Er erreichte es, und zunächst erschien es als ein großer Erfolg. Aber es geschah - tragischerweise, und diese Bewertung ist, spätestens mit dem Blick auf die folgenden Jahre, nicht übertrieben - in einer Zeit, als die Welt, wie er sie kannte und für die er stand, gerade unterging. Denn inzwischen war 1932 vorbei, auch 1933, und schon längst hatte das Jahr 1934 begonnen. Damit waren die letzten Illusionen über den Charakter dieser neuen Welt und über die Dauerhaftigkeit der nun errichteten Herrschaft vernichtet. Nicht nur war in der neuen Welt für Kurts literarisches Schaffen kein Platz mehr. In ihr zählten auch alle seine psychologisch-pädagogischen Interessen nicht mehr viel. Die Motive, die ihn antrieben, und erst recht die an die Aufklärung anknüpfenden Werte, an denen er sich orientierte und wie sie auch im Dankschreiben der Alfred University zum Ausdruck kommen, waren nichts mehr wert, ja, sie waren ebenso verpönt und inkriminiert wie die Autoren, deren Werke ihn inspirierten.

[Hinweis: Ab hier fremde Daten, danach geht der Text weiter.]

mod app;
mod config;
mod error;
mod event;
mod game;
mod ui;

use std::fs::File;
use std::io::{self, Write};
use std::sync::atomic::{AtomicBool, Ordering};
use std::sync::Mutex;
use std::time::Duration;

use anyhow::{Context, Result};
use clap::Parser;
use crossterm::{
    cursor,
    event::{KeyboardEnhancementFlags, PopKeyboardEnhancementFlags, PushKeyboardEnhancementFlags},
    execute, queue,
    terminal::{
        disable_raw_mode, enable_raw_mode, supports_keyboard_enhancement, EnterAlternateScreen,
        LeaveAlternateScreen,
    },
};
use ratatui::backend::CrosstermBackend;
use ratatui::Terminal;
use tracing_subscriber::EnvFilter;

use app::App;
use config::Cli;
use event::{Event, EventHandler};
use game::TICKS_PER_SECOND;

/// Set once the kitty keyboard flags have been pushed, so teardown only pops
/// what it pushed.
static FLAGS_PUSHED: AtomicBool = AtomicBool::new(false);

fn write_restore<W: Write>(out: &mut W, flags_pushed: bool) -> io::Result<()> {
    if flags_pushed {
        queue!(out, PopKeyboardEnhancementFlags)?;
    }
    queue!(out, LeaveAlternateScreen, cursor::Show)?;
    out.flush()
}

/// Restore terminal state - called on panic or unexpected exit
fn restore_terminal() {
    let _ = disable_raw_mode();
    let _ = write_restore(&mut io::stdout(), FLAGS_PUSHED.swap(false, Ordering::SeqCst));
}

/// Restores the terminal when dropped, including on early `?` returns.
struct TerminalGuard;

impl Drop for TerminalGuard {
    fn drop(&mut self) {
        restore_terminal();
    }
}

/// Log to a file; stdout belongs to the TUI. Runs without logs if the file
/// cannot be created.
fn init_logging(cli: &Cli) {
    let path = cli.log_path();
    let file = match File::create(&path) {
        Ok(file) => file,
        Err(e) => {
            eprintln!("logging disabled: cannot create {}: {}", path.display(), e);
            return;
        }
    };

    let filter = EnvFilter::try_from_default_env()
        .or_else(|_| EnvFilter::try_new(&cli.log_level))
        .unwrap_or_else(|_| EnvFilter::new("info"));

    tracing_subscriber::fmt()
        .with_env_filter(filter)
        .with_writer(Mutex::new(file))
        .with_ansi(false)
        .init();
}

fn main() -> Result<()> {
    let cli = Cli::parse();
    init_logging(&cli);

    let original_hook = std::panic::take_hook();
    std::panic::set_hook(Box::new(move |panic_info| {
        restore_terminal();
        original_hook(panic_info);
    }));

    // Setup terminal
    enable_raw_mode().context("failed to enable raw mode")?;
    let guard = TerminalGuard;
    let releases = supports_keyboard_enhancement().unwrap_or(false);
    let mut stdout = io::stdout();
    execute!(stdout, EnterAlternateScreen).context("failed to enter alternate screen")?;
    if releases {
        execute!(
            stdout,
            PushKeyboardEnhancementFlags(
                KeyboardEnhancementFlags::DISAMBIGUATE_ESCAPE_CODES
                    | KeyboardEnhancementFlags::REPORT_EVENT_TYPES
            )
        )?;
        FLAGS_PUSHED.store(true, Ordering::SeqCst);
    }
    let backend = CrosstermBackend::new(stdout);
    let mut terminal = Terminal::new(backend)?;
    terminal.clear()?;

    let mut app = App::new(cli.seed, cli.hold_mode(releases));
    tracing::info!(seed = ?cli.seed, hold = ?app.hold_mode(), "session started");

    let result = run(&mut terminal, &mut app);
    drop(guard);

    match &result {
        Ok(()) => tracing::info!("session ended"),
        Err(e) => tracing::error!(error = %e, "session aborted"),
    }
    result
}

fn run(terminal: &mut Terminal<CrosstermBackend<io::Stdout>>, app: &mut App) -> Result<()> {
    // Dropped on return, which stops the tick thread before the terminal is restored.
    let events = EventHandler::new(Duration::from_nanos(1_000_000_000 / TICKS_PER_SECOND));

    loop {
        terminal.draw(|frame| ui::render(frame, app))?;

        match events.next()? {
            Event::Tick => app.on_tick(),
            Event::Key(key) => app.on_key(key),
        }

        if app.should_quit {
            return Ok(());
        }
    }
}

#[cfg(test)]
mod tests {
    use super::*;

    fn pop_bytes() -> Vec<u8> {
        let mut bytes = Vec::new();
        queue!(bytes, PopKeyboardEnhancementFlags).unwrap();
        bytes
    }

    fn contains(haystack: &[u8], needle: &[u8]) -> bool {
        haystack.windows(needle.len()).any(|w| w == needle)
    }

    #[test]
    fn restore_pops_flags_only_when_pushed() {
        let pop = pop_bytes();
        assert!(!pop.is_empty());

        let mut plain = Vec::new();
        write_restore(&mut plain, false).unwrap();
        assert!(!contains(&plain, &pop));

        let mut pushed = Vec::new();
        write_restore(&mut pushed, true).unwrap();
        assert!(pushed.starts_with(&pop));
    }

    #[test]
    fn restore_always_leaves_the_alternate_screen() {
        let mut leave = Vec::new();
        queue!(leave, LeaveAlternateScreen).unwrap();

        for pushed in [false, true] {
            let mut out = Vec::new();
            write_restore(&mut out, pushed).unwrap();
            assert!(contains(&out, &leave));
        }
    }
}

Freud war verbotener Autor, die Reformpädagogik "entartet". Anfangs wollte er diese Aussichtslosigkeit nicht wahrhaben und versuchte, sich irgendwie, auch unter Selbstverbiegungen (siehe

hier

), nach der Decke zu strecken, auf Zeit zu spielen und vorerst irgendwie unter den neuen Umständen zu überleben.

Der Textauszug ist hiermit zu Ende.